■ PROBLEM TO SOLVE ■
Search the records below for "while"; copy each line that has it.

(Items from a dataset)
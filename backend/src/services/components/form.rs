//! Multipart parsing shared by create and update.

use actix_multipart::Multipart;
use common::model::media::{field, MediaFile};
use futures_util::StreamExt;
use std::collections::HashMap;

use crate::config::{MAX_FORM_BYTES, MAX_FORM_PARTS, MAX_MEDIA_BYTES};
use crate::error::ServiceError;

/// Text fields and media files of one multipart body. Fields that were not
/// sent are simply absent.
#[derive(Debug, Default)]
pub struct ComponentForm {
    pub text: HashMap<String, String>,
    pub image: Option<MediaFile>,
    pub video: Option<MediaFile>,
}

impl ComponentForm {
    pub fn take_text(&mut self, name: &str) -> Option<String> {
        self.text.remove(name)
    }

    /// Like `take_text` but the field must be present and non-blank.
    pub fn require_text(&mut self, name: &str) -> Result<String, ServiceError> {
        self.take_text(name)
            .filter(|v| !v.trim().is_empty())
            .ok_or_else(|| ServiceError::BadRequest(format!("{} is required", name)))
    }
}

/// Size limits applied while reading a form.
#[derive(Debug, Clone, Copy)]
pub struct FormLimits {
    pub max_parts: usize,
    pub max_part_bytes: usize,
    pub max_total_bytes: usize,
}

impl Default for FormLimits {
    fn default() -> Self {
        Self {
            max_parts: MAX_FORM_PARTS,
            max_part_bytes: MAX_MEDIA_BYTES,
            max_total_bytes: MAX_FORM_BYTES,
        }
    }
}

pub async fn read_form(payload: Multipart) -> Result<ComponentForm, ServiceError> {
    read_form_with(payload, FormLimits::default()).await
}

pub async fn read_form_with(
    mut payload: Multipart,
    limits: FormLimits,
) -> Result<ComponentForm, ServiceError> {
    let mut form = ComponentForm::default();
    let mut parts = 0;
    let mut total = 0;

    while let Some(item) = payload.next().await {
        let mut part = item?;
        parts += 1;
        if parts > limits.max_parts {
            return Err(ServiceError::BadRequest(format!(
                "form has more than {} parts",
                limits.max_parts
            )));
        }
        let name = part
            .content_disposition()
            .and_then(|cd| cd.get_name().map(|n| n.to_string()))
            .unwrap_or_default();
        let file_name = part
            .content_disposition()
            .and_then(|cd| cd.get_filename().map(|f| f.to_string()));
        let content_type = part
            .content_type()
            .map(|m| m.to_string())
            .unwrap_or_else(|| "application/octet-stream".to_string());

        let mut bytes = Vec::new();
        while let Some(chunk) = part.next().await {
            let chunk = chunk?;
            if bytes.len() + chunk.len() > limits.max_part_bytes {
                return Err(ServiceError::BadRequest(format!("{} is too large", name)));
            }
            total += chunk.len();
            if total > limits.max_total_bytes {
                return Err(ServiceError::BadRequest("form is too large".to_string()));
            }
            bytes.extend_from_slice(&chunk);
        }

        match name.as_str() {
            field::IMAGE | field::VIDEO => {
                // An empty file input still submits a part; treat it as "no change".
                if bytes.is_empty() {
                    continue;
                }
                let media = MediaFile {
                    name: file_name.unwrap_or_else(|| name.clone()),
                    content_type,
                    bytes,
                };
                if name == field::IMAGE {
                    form.image = Some(media);
                } else {
                    form.video = Some(media);
                }
            }
            "" => {}
            _ => {
                let value = String::from_utf8(bytes)
                    .map_err(|_| ServiceError::BadRequest(format!("{} is not valid UTF-8", name)))?;
                form.text.insert(name, value);
            }
        }
    }

    Ok(form)
}

#[cfg(test)]
mod tests {
    use super::*;
    use actix_web::error::PayloadError;
    use actix_web::http::header::{self, HeaderMap, HeaderValue};
    use actix_web::web::Bytes;
    use futures_util::stream;

    use crate::services::test_support::{multipart_body, multipart_content_type, Part};

    fn payload(parts: &[Part<'_>]) -> Multipart {
        let mut headers = HeaderMap::new();
        headers.insert(
            header::CONTENT_TYPE,
            HeaderValue::from_str(&multipart_content_type()).unwrap(),
        );
        let body = Bytes::from(multipart_body(parts));
        Multipart::new(&headers, stream::once(async move { Ok::<_, PayloadError>(body) }))
    }

    fn limits(max_parts: usize, max_total_bytes: usize) -> FormLimits {
        FormLimits {
            max_parts,
            max_part_bytes: 1024,
            max_total_bytes,
        }
    }

    #[actix_web::test]
    async fn reads_text_and_skips_empty_files() {
        let mut form = read_form(payload(&[
            Part::Text("title", "Button"),
            Part::File {
                name: "image",
                file_name: "empty.png",
                content_type: "application/octet-stream",
                bytes: b"",
            },
        ]))
        .await
        .unwrap();
        assert_eq!(form.take_text("title").as_deref(), Some("Button"));
        assert!(form.image.is_none());
    }

    #[actix_web::test]
    async fn too_many_parts_are_rejected() {
        let fields: Vec<String> = (0..5).map(|i| format!("extra{}", i)).collect();
        let parts: Vec<Part<'_>> = fields.iter().map(|f| Part::Text(f, "x")).collect();
        let err = read_form_with(payload(&parts), limits(4, 1024))
            .await
            .unwrap_err();
        assert!(matches!(err, ServiceError::BadRequest(_)));
    }

    #[actix_web::test]
    async fn total_size_is_capped_across_parts() {
        let chunk = "a".repeat(600);
        let parts = [
            Part::Text("title", chunk.as_str()),
            Part::Text("description", chunk.as_str()),
        ];
        let err = read_form_with(payload(&parts), limits(8, 1000))
            .await
            .unwrap_err();
        assert!(matches!(err, ServiceError::BadRequest(_)));

        let ok = read_form_with(payload(&parts), limits(8, 2000)).await;
        assert!(ok.is_ok());
    }
}
use actix_web::{web, HttpResponse};
use common::requests::{GetComponentResponse, IdQuery};

use crate::config::AppConfig;
use crate::db;
use crate::error::ServiceError;

/// `GET /api/component/get-component?id=`. An unknown id answers
/// `{ "components": null }` with `200 OK`.
pub async fn process(
    query: web::Query<IdQuery>,
    config: web::Data<AppConfig>,
) -> Result<HttpResponse, ServiceError> {
    let conn = db::open(&config.database_path)?;
    let components = db::components::get_component(&conn, &query.id)?;
    Ok(HttpResponse::Ok().json(GetComponentResponse { components }))
}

■ TASK ANSWER ■
/// Size limits applied while reading a form.
    while let Some(item) = payload.next().await {
        while let Some(chunk) = part.next().await {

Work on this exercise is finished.